In 'First Legs' you will weep when witnessing the loneliness of being a late developer.
In 'Terrence The Snail' you will slime as fast as you can slither straight back to Mum.
And on page 45 (of all places) you will wonder whether you can love a girl with a poo hanging out of her bum. Can you?
(Clue: guppies in a fish tank: they have strings of poo hanging out of their bums. They really do!)
Once more, it is the innate understanding of what will make a kid cry with laughter and squeal uncontrollably "Ewwww!" that so successfully informs a comic like this: the one-two punchline of 'Noisy Neighbours' is designed specifically to send its readers screaming back to their parents and thrust it in front of their faces. Warning: may prove counter-productive to your parental 5-a-day drive!

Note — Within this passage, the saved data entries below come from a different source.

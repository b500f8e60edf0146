use super::P1Error;
use chrono::{DateTime, FixedOffset, NaiveDateTime};

const SUMMER_OFFSET_SECS: i32 = 2 * 3600;
const WINTER_OFFSET_SECS: i32 = 3600;

/// Parse a P1 timestamp like `101209113020W`.
///
/// The trailing letter marks daylight saving: `S` is summer time (+02:00),
/// `W` is winter time (+01:00).
pub fn parse_timestamp(token: &str) -> Result<DateTime<FixedOffset>, P1Error> {
    let invalid = || P1Error::InvalidTimestamp(token.to_string());

    let token = token.trim();
    if token.len() != 13 || !token.is_ascii() {
        return Err(invalid());
    }

    let (digits, dst) = token.split_at(12);
    let offset_secs = match dst {
        "S" => SUMMER_OFFSET_SECS,
        "W" => WINTER_OFFSET_SECS,
        _ => return Err(invalid()),
    };

    let naive = NaiveDateTime::parse_from_str(digits, "%y%m%d%H%M%S").map_err(|_| invalid())?;
    let offset = FixedOffset::east_opt(offset_secs).ok_or_else(invalid)?;
    naive.and_local_timezone(offset).single().ok_or_else(invalid)
}

/// Parse `000123.456*kWh` into its number and unit
pub fn parse_value_with_unit(token: &str) -> Result<(f64, String), P1Error> {
    let (value, unit) = token
        .trim()
        .split_once('*')
        .ok_or_else(|| P1Error::MissingUnit(token.to_string()))?;

    if unit.is_empty() {
        return Err(P1Error::MissingUnit(token.to_string()));
    }

    Ok((parse_value(value)?, unit.to_string()))
}

/// Parse a plain number such as `0.95` or `00004`
pub fn parse_value(token: &str) -> Result<f64, P1Error> {
    token
        .trim()
        .parse::<f64>()
        .map_err(|_| P1Error::InvalidValue(token.to_string()))
}

/// CRC16/ARC over everything from `/` up to and including `!`
pub fn calculate_checksum(data: &[u8]) -> u16 {
    crc16::State::<crc16::ARC>::calculate(data)
}

#[cfg(test)]
mod tests {
    use super::*;

    #[test]
    fn test_parse_winter_timestamp() {
        let ts = parse_timestamp("101209113020W").unwrap();
        assert_eq!(ts.timestamp(), 1_291_890_620);
        assert_eq!(ts.offset().local_minus_utc(), 3600);
    }

    #[test]
    fn test_parse_summer_timestamp() {
        let ts = parse_timestamp("160701120000S").unwrap();
        assert_eq!(ts.timestamp(), 1_467_367_200);
        assert_eq!(ts.offset().local_minus_utc(), 7200);
    }

    #[test]
    fn test_parse_invalid_timestamps() {
        assert!(parse_timestamp("").is_err());
        assert!(parse_timestamp("101209113020").is_err());
        assert!(parse_timestamp("101209113020X").is_err());
        assert!(parse_timestamp("101309113020W").is_err());
        assert!(parse_timestamp("12785.123*m3").is_err());
    }

    #[test]
    fn test_parse_value_with_unit() {
        assert_eq!(parse_value_with_unit("000123.456*kWh").unwrap(), (123.456, "kWh".to_string()));
        assert_eq!(parse_value_with_unit("01.193*kW").unwrap(), (1.193, "kW".to_string()));
        assert_eq!(parse_value_with_unit("12785.123*m3").unwrap(), (12785.123, "m3".to_string()));
        assert!(matches!(parse_value_with_unit("0002"), Err(P1Error::MissingUnit(_))));
        assert!(matches!(parse_value_with_unit("12*"), Err(P1Error::MissingUnit(_))));
        assert!(matches!(parse_value_with_unit("abc*kWh"), Err(P1Error::InvalidValue(_))));
    }

    #[test]
    fn test_parse_value() {
        assert_eq!(parse_value("00004").unwrap(), 4.0);
        assert_eq!(parse_value("0.95").unwrap(), 0.95);
        assert!(parse_value("4B38").is_err());
    }

    #[test]
    fn test_checksum_reference_vector() {
        assert_eq!(calculate_checksum(b"123456789"), 0xBB3D);
    }
}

There are recurrent jokes you may only spot in the background, I love the slightly outmoded names (Penny the pigeon, Cyril the bumblebee, Rupert the squirrel, Ronald the spider) and the colours
oh, the colours are sublime! I take you back to those tadpoles.
Perspective also plays a vital role: what to this diminutive, ugly-bug ball of buffoons is a Transdimensional Televisor is to us but a toilet roll they're treadmilling through the open French Windows. What to Gary is a delightful bird-twitter of song is a mockery through mimicry of what our bearded baboon really seems and sounds like. Self-deprecation is a superb source of comedy and Gary Whatsisface - here like the Johnny Morris of mismanaged comics - has mastered it.
In the back as a bonus feature is a game of Gary's Garden Top Chumps as in Trumps. I loved Top Trumps! It acts both as a character guide and as a fully playable game. You don't have to cut out your comic but can download and print out then cut out the lot from THE PHOENIX comic website. Brilliant!
Skill sets are: Intelligence, Heroism, Grumpiness, Ickiness, Legs.
Each is scientifically calculated out of ten unless you're a caterpillar. That means molluscs score low on legs (one), but don't bet on them being lowest (no clues).
Outrageously, however, there is a Top Chump for Gary Northfield who scores himself 10, 10, 10, 10 and 10. Now, I will give Gary 10 out of 10 both for Grumpiness and Ickiness, but Intelligence and Heroism is pushing it.
As for the legs
Gary!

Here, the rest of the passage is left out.